COSIMA / cosima-cookbook

Framework for indexing and querying ocean-sea ice model output.
https://cosima-recipes.readthedocs.io/en/latest/
Apache License 2.0
58 stars 25 forks source link

Refactor index_experiment to take only a list of files to index. #234

Closed aidanheerdegen closed 3 years ago

aidanheerdegen commented 3 years ago

Closes #233

Logic about which files to filter and prune is moved up to build_index.

Added prune_files function which is called from prune_experiment and build_index where required.

Made a dedicated file_files function with option to specify a pattern to match when globbing.

aidanheerdegen commented 3 years ago

Hmm, most of the tests are passing when I run them locally. Have to take a look tomorrow.

aidanheerdegen commented 3 years ago

I can reproduce these errors by upgrading to sqlalchemy=1.4.1 (current unstable conda env has 1.3.22). So it seems like there has been a change in behaviour.

aidanheerdegen commented 3 years ago

Maybe there is something in here that rings a bell @angus-g ?

https://docs.sqlalchemy.org/en/14/changelog/migration_14.html

Sounds like it is a pretty big upgrade.
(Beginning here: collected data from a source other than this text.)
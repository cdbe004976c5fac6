//! Immutable history entries.

use super::{Board, MoveLocation, Player, Position};
use derive_getters::Getters;
use serde::{Deserialize, Serialize};

/// One step of game history: the board after a move and every move
/// location played to reach it.
///
/// Entries are never edited after they are appended. A new entry is
/// derived from its predecessor with [`HistoryEntry::advance`].
#[derive(Debug, Clone, PartialEq, Eq, Getters, Serialize, Deserialize)]
pub struct HistoryEntry {
    /// Board snapshot at this step.
    board: Board,
    /// Move locations so far, one per move, in play order.
    locations: Vec<MoveLocation>,
}

impl HistoryEntry {
    /// The entry every game starts from: empty board, no moves.
    pub fn initial() -> Self {
        Self {
            board: Board::new(),
            locations: Vec::new(),
        }
    }

    #[cfg(test)]
    pub(crate) fn from_parts(board: Board, locations: Vec<MoveLocation>) -> Self {
        Self { board, locations }
    }

    /// Derives the entry that follows this one when `player` marks `pos`.
    pub(crate) fn advance(&self, pos: Position, player: Player) -> Self {
        let mut locations = self.locations.clone();
        locations.push(MoveLocation::from(pos));
        Self {
            board: self.board.with_mark(pos, player),
            locations,
        }
    }

    /// Location of the move that produced this entry, if any.
    pub fn last_location(&self) -> Option<MoveLocation> {
        self.locations.last().copied()
    }
}
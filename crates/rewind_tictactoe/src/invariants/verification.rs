//! Kani proof harnesses for the board evaluator.
//!
//! These check the evaluator against every possible board, not only
//! boards reachable through play.

use crate::rules::{WIN_LINES, check_winner, evaluate};
use crate::{Board, GameStatus, Square};

/// A reported winner always owns a complete line.
#[kani::proof]
#[kani::unwind(10)]
fn verify_winner_owns_a_line() {
    let board: Board = kani::any();

    if let Some(player) = check_winner(&board) {
        let owned = Square::Occupied(player);
        assert!(
            WIN_LINES
                .iter()
                .any(|line| line.iter().all(|pos| board.get(*pos) == owned))
        );
    }
}

/// No winner means no line is complete for either player.
#[kani::proof]
#[kani::unwind(10)]
fn verify_no_winner_means_no_line() {
    let board: Board = kani::any();

    if check_winner(&board).is_none() {
        for line in WIN_LINES {
            let first = board.get(line[0]);
            assert!(first == Square::Empty || line.iter().any(|pos| board.get(*pos) != first));
        }
    }
}

/// A draw is only reported for a full board.
#[kani::proof]
#[kani::unwind(10)]
fn verify_draw_requires_full_board() {
    let board: Board = kani::any();

    if evaluate(&board) == GameStatus::Draw {
        assert!(board.squares().iter().all(|s| *s != Square::Empty));
    }
}
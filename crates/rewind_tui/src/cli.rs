//! Command-line interface for the `rewind` binary.

use clap::Parser;
use std::path::PathBuf;

/// Rewind - tic-tac-toe with time travel, in your terminal
#[derive(Parser, Debug)]
#[command(name = "rewind")]
#[command(about = "Tic-tac-toe with a browsable move history", long_about = None)]
#[command(version)]
pub struct Cli {
    /// Path to the TOML config file (defaults are used if it is missing)
    #[arg(short, long, default_value = "rewind.toml")]
    pub config: PathBuf,

    /// Write logs to this file instead of the configured one
    #[arg(long)]
    pub log_file: Option<PathBuf>,

    /// Start with the move list newest first
    #[arg(long)]
    pub descending: bool,
}

#[cfg(test)]
mod tests {
    use super::*;

    #[test]
    fn test_defaults() {
        let cli = Cli::parse_from(["rewind"]);
        assert_eq!(cli.config, PathBuf::from("rewind.toml"));
        assert!(cli.log_file.is_none());
        assert!(!cli.descending);
    }

    #[test]
    fn test_flags() {
        let cli = Cli::parse_from(["rewind", "-c", "my.toml", "--log-file", "x.log", "--descending"]);
        assert_eq!(cli.config, PathBuf::from("my.toml"));
        assert_eq!(cli.log_file, Some(PathBuf::from("x.log")));
        assert!(cli.descending);
    }
}
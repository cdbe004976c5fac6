//! Tests for game-state transitions and time travel.

use rewind_tictactoe::{Board, GameState, GameStatus, MoveOutcome, Player, Position, Square};

fn play(game: &mut GameState, cells: &[usize]) {
    for cell in cells {
        let outcome = game.apply_move_at(*cell);
        assert!(outcome.is_applied(), "cell {} rejected: {}", cell, outcome);
    }
}

#[test]
fn test_top_row_win_after_fifth_move() {
    let mut game = GameState::new();

    play(&mut game, &[0, 4, 1, 5]);
    assert_eq!(game.winner(), None);

    play(&mut game, &[2]);
    assert_eq!(game.winner(), Some(Player::X));
    assert_eq!(game.status(), GameStatus::Won(Player::X));
    assert_eq!(game.status_line(), "Winner: X");
    for pos in [Position::TopLeft, Position::TopCenter, Position::TopRight] {
        assert_eq!(game.current_snapshot().get(pos), Square::Occupied(Player::X));
    }
}

#[test]
fn test_full_board_without_winner() {
    let mut game = GameState::new();
    // X: 0 1 5 6 8, O: 2 3 4 7
    play(&mut game, &[0, 2, 1, 3, 5, 4, 6, 7, 8]);

    assert_eq!(game.winner(), None);
    assert_eq!(game.current_snapshot().occupied_count(), 9);
    assert_eq!(game.status(), GameStatus::Draw);
}

#[test]
fn test_occupied_cell_leaves_snapshot_unchanged() {
    let mut game = GameState::new();
    play(&mut game, &[4]);
    let snapshot = *game.current_snapshot();
    let next = game.next_player();

    assert_eq!(game.apply_move_at(4), MoveOutcome::SquareOccupied(Position::Center));
    assert_eq!(game.current_snapshot(), &snapshot);
    assert_eq!(game.next_player(), next);
    assert_eq!(game.history().len(), 2);
}

#[test]
fn test_move_after_win_leaves_snapshot_unchanged() {
    let mut game = GameState::new();
    play(&mut game, &[0, 4, 1, 5, 2]);
    let snapshot = *game.current_snapshot();

    assert_eq!(game.apply_move_at(8), MoveOutcome::GameOver(Player::X));
    assert_eq!(game.current_snapshot(), &snapshot);
    assert_eq!(game.history().len(), 6);
}

#[test]
fn test_each_legal_move_flips_player_once() {
    let mut game = GameState::new();

    for (turn, cell) in [4, 0, 8, 2, 1, 7].into_iter().enumerate() {
        let expected = Player::for_step(turn);
        assert_eq!(game.next_player(), expected);
        assert_eq!(game.apply_move_at(cell), MoveOutcome::Applied(expected, Position::ALL[cell]));
    }
    assert_eq!(game.next_player(), Player::X);
}

#[test]
fn test_rejected_move_does_not_flip_player() {
    let mut game = GameState::new();
    play(&mut game, &[0]);
    game.apply_move_at(0);
    assert_eq!(game.next_player(), Player::O);
}

#[test]
fn test_jump_then_move_truncates_future() {
    let mut game = GameState::new();
    play(&mut game, &[0, 4, 8, 2, 6]);
    assert_eq!(game.history().len(), 6);

    let kept: Vec<Board> = game.history()[..=2].iter().map(|e| *e.board()).collect();

    assert!(game.jump_to(2));
    play(&mut game, &[3]);

    assert_eq!(game.history().len(), 4);
    assert_eq!(game.step(), 3);
    let prefix: Vec<Board> = game.history()[..=2].iter().map(|e| *e.board()).collect();
    assert_eq!(prefix, kept);
    assert_eq!(
        game.current_snapshot().get(Position::MiddleLeft),
        Square::Occupied(Player::X)
    );
    assert!(game.current_snapshot().is_empty(Position::TopRight));
}

#[test]
fn test_jump_is_non_destructive() {
    let mut game = GameState::new();
    play(&mut game, &[0, 4, 8]);

    assert!(game.jump_to(0));
    assert_eq!(game.current_snapshot(), &Board::new());
    assert_eq!(game.next_player(), Player::X);
    assert_eq!(game.history().len(), 4);

    assert!(game.jump_to(3));
    assert_eq!(game.current_snapshot().occupied_count(), 3);
    assert_eq!(game.next_player(), Player::O);
}

#[test]
fn test_history_entries_differ_by_one_cell() {
    let mut game = GameState::new();
    play(&mut game, &[4, 0, 8, 2, 1, 7, 6]);

    for (step, pair) in game.history().windows(2).enumerate() {
        let changed = pair[0].board().diff(pair[1].board());
        assert_eq!(changed.len(), 1, "step {}", step + 1);
        assert_eq!(pair[1].locations().len(), step + 1);
    }
}

#[test]
fn test_toggle_does_not_touch_game_logic() {
    let mut game = GameState::new();
    play(&mut game, &[0, 4]);
    let before = (*game.current_snapshot(), game.step(), game.next_player());

    game.toggle_move_order();
    assert!(game.is_move_list_flipped());
    assert_eq!((*game.current_snapshot(), game.step(), game.next_player()), before);
}

#[test]
fn test_state_serializes_with_history() {
    let mut game = GameState::new();
    play(&mut game, &[0, 4]);

    let json = serde_json::to_value(&game).expect("serializable");
    assert_eq!(json["step"], 2);
    assert_eq!(json["history"].as_array().map(Vec::len), Some(3));

    let back: GameState = serde_json::from_value(json).expect("deserializable");
    assert_eq!(back, game);
}

#[test]
fn test_deserialize_rejects_step_past_history() {
    let mut json = serde_json::to_value(GameState::new()).expect("serializable");
    json["step"] = serde_json::json!(5);

    let err = serde_json::from_value::<GameState>(json).unwrap_err();
    assert!(err.to_string().contains("Step pointer"), "{}", err);
}

#[test]
fn test_deserialize_rejects_empty_history() {
    let json = serde_json::json!({
        "history": [],
        "step": 0,
        "x_is_next": true,
        "move_list_flipped": false
    });
    assert!(serde_json::from_value::<GameState>(json).is_err());
}

#[test]
fn test_deserialize_rejects_zero_indexed_location() {
    let mut game = GameState::new();
    play(&mut game, &[0]);
    let mut json = serde_json::to_value(&game).expect("serializable");
    json["history"][1]["locations"][0] = serde_json::json!({ "row": 0, "column": 0 });

    let err = serde_json::from_value::<GameState>(json).unwrap_err();
    assert!(err.to_string().contains("off the board"), "{}", err);
}

#[test]
fn test_deserialize_rejects_next_player_out_of_turn() {
    let mut game = GameState::new();
    play(&mut game, &[0, 4]);
    let mut json = serde_json::to_value(&game).expect("serializable");
    json["x_is_next"] = serde_json::json!(false);

    assert!(serde_json::from_value::<GameState>(json).is_err());
}
//! Rewind - tic-tac-toe with time travel, in the terminal.

use anyhow::{Context, Result};
use clap::Parser;
use crossterm::event::{self, Event};
use ratatui::{Terminal, backend::CrosstermBackend};
use rewind_tui::{App, Cli, TerminalGuard, TuiConfig};
use std::io;
use tracing::{error, info, instrument};
use tracing_subscriber::EnvFilter;

fn main() -> Result<()> {
    // Load .env file
    dotenvy::dotenv().ok();

    let cli = Cli::parse();

    let config = TuiConfig::load_or_default(&cli.config)?
        .with_overrides(cli.log_file, cli.descending);

    init_tracing(&config)?;
    info!("Starting Rewind TUI");

    // Dropped last, so the terminal is restored on every return below.
    let _guard = TerminalGuard::enter(io::stdout())?;
    let mut terminal = Terminal::new(CrosstermBackend::new(io::stdout()))?;

    let mut app = App::new(&config);
    let res = run(&mut terminal, &mut app);

    if let Err(err) = &res {
        error!(error = ?err, "Game loop error");
    }
    info!(moves = app.game().latest_step(), "Exiting");

    res
}

/// Logs to a file so output never lands on the alternate screen.
fn init_tracing(config: &TuiConfig) -> Result<()> {
    let log_file = std::fs::File::create(config.log_file())
        .with_context(|| format!("Failed to create log file {}", config.log_file().display()))?;

    let _ = tracing_subscriber::fmt()
        .with_env_filter(
            EnvFilter::try_from_default_env().unwrap_or_else(|_| EnvFilter::new(config.log_filter())),
        )
        .with_writer(std::sync::Arc::new(log_file))
        .with_ansi(false)
        .try_init();

    Ok(())
}

/// Draw, wait for one event, apply it; until the user quits.
#[instrument(skip_all)]
fn run(terminal: &mut Terminal<CrosstermBackend<io::Stdout>>, app: &mut App) -> Result<()> {
    while !app.should_quit() {
        let frame = terminal.draw(|f| rewind_tui::draw(f, app))?;
        app.set_screen(frame.area);

        match event::read()? {
            Event::Key(key) => app.handle_key(key),
            Event::Mouse(mouse) => app.handle_mouse(mouse),
            // Resizes only need the redraw at the top of the loop.
            _ => {}
        }
    }
    Ok(())
}
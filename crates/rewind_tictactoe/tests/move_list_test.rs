//! Tests for the move list and its display order.

use rewind_tictactoe::{GameState, SortOrder};

fn played(cells: &[usize]) -> GameState {
    let mut game = GameState::new();
    for cell in cells {
        game.apply_move_at(*cell);
    }
    game
}

#[test]
fn test_ascending_descriptions() {
    let game = played(&[0, 4, 7]);
    let descriptions: Vec<String> = game.move_list().iter().map(|row| row.description()).collect();

    assert_eq!(
        descriptions,
        vec![
            "Go to game start",
            "Go to move #1 (1,1)",
            "Go to move #2 (2,2)",
            "Go to move #3 (2,3)",
        ]
    );
    assert_eq!(game.sort_order_label(), "Sort Order: Ascending");
}

#[test]
fn test_flipped_list_is_reversed() {
    let mut game = played(&[0, 4, 7]);
    let ascending: Vec<usize> = game.move_list().iter().map(|row| row.step).collect();

    game.toggle_move_order();
    let descending: Vec<usize> = game.move_list().iter().map(|row| row.step).collect();

    assert_eq!(game.sort_order(), SortOrder::Descending);
    assert_eq!(game.sort_order_label(), "Sort Order: Descending");
    assert_eq!(descending, vec![3, 2, 1, 0]);
    assert_eq!(ascending.iter().rev().copied().collect::<Vec<_>>(), descending);
}

#[test]
fn test_toggle_twice_restores_order() {
    let mut game = played(&[2, 6, 4]);
    let original = game.move_list();

    game.toggle_move_order();
    game.toggle_move_order();

    assert!(!game.is_move_list_flipped());
    assert_eq!(game.move_list(), original);
}

#[test]
fn test_current_row_follows_jumps() {
    let mut game = played(&[0, 1, 2]);
    game.jump_to(1);
    game.toggle_move_order();

    let current: Vec<usize> = game
        .move_list()
        .iter()
        .filter(|row| row.is_current)
        .map(|row| row.step)
        .collect();
    assert_eq!(current, vec![1]);
    assert_eq!(game.move_list()[0].step, 3);
    assert!(game.move_list()[0].is_latest);
}
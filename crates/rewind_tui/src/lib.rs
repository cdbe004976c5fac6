//! Terminal frontend for Rewind Tic-Tac-Toe.
//!
//! Reads [`rewind_tictactoe::GameState`] for drawing and drives it with
//! key presses and mouse clicks.

#![warn(missing_docs)]
#![forbid(unsafe_code)]

mod app;
mod cli;
mod config;
mod input;
mod terminal;
mod ui;

pub use app::{App, Focus};
pub use cli::Cli;
pub use config::{ConfigError, TuiConfig};
pub use input::{Action, key_action, mouse_action, move_cursor};
pub use terminal::TerminalGuard;
pub use ui::{ScreenLayout, draw};
//! First-class invariants over game history.
//!
//! Invariants are logical properties that must hold after every applied
//! move. They are checked in debug builds and can be tested independently.

#[cfg(kani)]
mod verification;

pub mod alternating_marks;
pub mod locations_consistent;
pub mod single_cell_delta;
pub mod step_in_bounds;

pub use alternating_marks::AlternatingMarksInvariant;
pub use locations_consistent::LocationsConsistentInvariant;
pub use single_cell_delta::SingleCellDeltaInvariant;
pub use step_in_bounds::StepInBoundsInvariant;

/// A logical property that must hold for a given state.
pub trait Invariant<S> {
    /// Checks if the invariant holds for the given state.
    fn holds(state: &S) -> bool;

    /// Human-readable description of the invariant.
    fn description() -> &'static str;
}

/// Violation of an invariant.
#[derive(Debug, Clone, PartialEq, Eq)]
pub struct InvariantViolation {
    /// Description of the violated invariant.
    pub description: String,
}

impl InvariantViolation {
    /// Creates a new invariant violation.
    pub fn new(description: impl Into<String>) -> Self {
        Self {
            description: description.into(),
        }
    }
}

/// A set of invariants that can be checked together.
///
/// Implementations are provided for tuples of two to four invariants.
pub trait InvariantSet<S> {
    /// Checks all invariants in the set, collecting every violation.
    fn check_all(state: &S) -> Result<(), Vec<InvariantViolation>>;
}

fn check<S, I: Invariant<S>>(state: &S, violations: &mut Vec<InvariantViolation>) {
    if !I::holds(state) {
        violations.push(InvariantViolation::new(I::description()));
    }
}

fn finish(violations: Vec<InvariantViolation>) -> Result<(), Vec<InvariantViolation>> {
    if violations.is_empty() {
        Ok(())
    } else {
        Err(violations)
    }
}

impl<S, I1, I2> InvariantSet<S> for (I1, I2)
where
    I1: Invariant<S>,
    I2: Invariant<S>,
{
    fn check_all(state: &S) -> Result<(), Vec<InvariantViolation>> {
        let mut violations = Vec::new();
        check::<S, I1>(state, &mut violations);
        check::<S, I2>(state, &mut violations);
        finish(violations)
    }
}

impl<S, I1, I2, I3> InvariantSet<S> for (I1, I2, I3)
where
    I1: Invariant<S>,
    I2: Invariant<S>,
    I3: Invariant<S>,
{
    fn check_all(state: &S) -> Result<(), Vec<InvariantViolation>> {
        let mut violations = Vec::new();
        check::<S, I1>(state, &mut violations);
        check::<S, I2>(state, &mut violations);
        check::<S, I3>(state, &mut violations);
        finish(violations)
    }
}

impl<S, I1, I2, I3, I4> InvariantSet<S> for (I1, I2, I3, I4)
where
    I1: Invariant<S>,
    I2: Invariant<S>,
    I3: Invariant<S>,
    I4: Invariant<S>,
{
    fn check_all(state: &S) -> Result<(), Vec<InvariantViolation>> {
        let mut violations = Vec::new();
        check::<S, I1>(state, &mut violations);
        check::<S, I2>(state, &mut violations);
        check::<S, I3>(state, &mut violations);
        check::<S, I4>(state, &mut violations);
        finish(violations)
    }
}

/// All history invariants as a composable set.
pub type RewindInvariants = (
    StepInBoundsInvariant,
    SingleCellDeltaInvariant,
    AlternatingMarksInvariant,
    LocationsConsistentInvariant,
);
//! Kani arbitrary implementations for tic-tac-toe types.
//!
//! These let the model checker explore every board a game could show.

#[cfg(kani)]
use super::{Board, Player, Position, Square};

#[cfg(kani)]
impl kani::Arbitrary for Player {
    fn any() -> Self {
        if kani::any() { Player::X } else { Player::O }
    }
}

#[cfg(kani)]
impl kani::Arbitrary for Position {
    fn any() -> Self {
        let index: usize = kani::any();
        kani::assume(index < 9);
        Position::ALL[index]
    }
}

#[cfg(kani)]
impl kani::Arbitrary for Square {
    fn any() -> Self {
        if kani::any() {
            Square::Empty
        } else {
            Square::Occupied(kani::any())
        }
    }
}

#[cfg(kani)]
impl kani::Arbitrary for Board {
    fn any() -> Self {
        Board::from_squares(core::array::from_fn(|_| kani::any()))
    }
}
Could just pin testing to 1.3 until it is sorted ...

angus-g commented 3 years ago

Yeah, let's pin to 1.3 until we work out the changes needed for 1.4!

aidanheerdegen commented 3 years ago

I need to add some tests, but wanted to get some feedback @angus-g. Is this a useful/good way to proceed?

angus-g commented 3 years ago

Is this a useful/good way to proceed?

I think so! Still maybe a few too many flags on build_index? I'm not sure if we need update, prune or delete: it seems like updating is probably something you always want to do (and/or it's covered by force), and I doubt anybody used the other two, plus they're better covered by dedicated functions imo.

aidanheerdegen commented 3 years ago

Still maybe a few too many flags on build_index? I'm not sure if we need update, prune or delete: it seems like updating is probably something you always want to do (and/or it's covered by force), and I doubt anybody used the other two, plus they're better covered by dedicated functions imo.

I agree update seems sort of redundant. Struggling to think of a use case where you'd call build_index with update=False. So I'd be up for removing it. As you say, not sure anyone uses it.

prune also seems like a no-brainer in order to keep the DB in a non-broken state. In a way delete is almost better as an option for prune. As in yes always prune by default, and that can either be set to missing or delete. Not sure which is a better default.

aidanheerdegen commented 3 years ago

I've updated one of the tests to test the force option. This fails because of the UNIQUE constraint:

>       cursor.execute(statement, parameters)
206
E       sqlalchemy.exc.IntegrityError: (sqlite3.IntegrityError) UNIQUE constraint failed: ncfiles.experiment_id, ncfiles.ncfile
207
E       [SQL: INSERT INTO ncfiles (index_time, ncfile, present, experiment_id, time_start, time_end, frequency) VALUES (?, ?, ?, ?, ?, ?, ?)]
208
E       [parameters: ('2021-03-19 04:43:03.276985', 'output000/test.nc', 0, 1, None, None, None)]
209
E       (Background on this error at: http://sqlalche.me/e/13/gkpj)

I took a look but it wasn't obvious to me how to fix this. Do you have any hints @angus-g?

angus-g commented 3 years ago

A sledgehammer approach could be to add the UniqueMixin like Keyword or CFVariable, and then update all the indexed files with as_unique.

I think it'd be easier and less fiddly to just query for the file in the "update all variables to be unique" loop, and delete existing matches though, since the UniqueMixin probably isn't quite set up for a top-level object like that.

aidanheerdegen commented 3 years ago

Ugh. Now build_index is getting bigger and more unwieldy. Happy to hear if there is a more elegant way to do the deletion of existing NCFile records @angus-g.

aidanheerdegen commented 3 years ago

Thanks for the review and sqlalchemy magics @angus-g

aidanheerdegen commented 3 years ago

I agree. I thought about fixing https://github.com/COSIMA/cosima-cookbook/issues/238 as well, as I think it messes a bit with the final logic used in this change, but decided to leave that to another day.

navidcy commented 3 years ago

I agree update seems sort of redundant. Struggling to think of a use case where you'd call build_index with update=False. So I'd be up for removing it. As you say, not sure anyone uses it.

oh, it was used lots. :) Especially after being part of the cosima-recipes tutorial about creating custom db.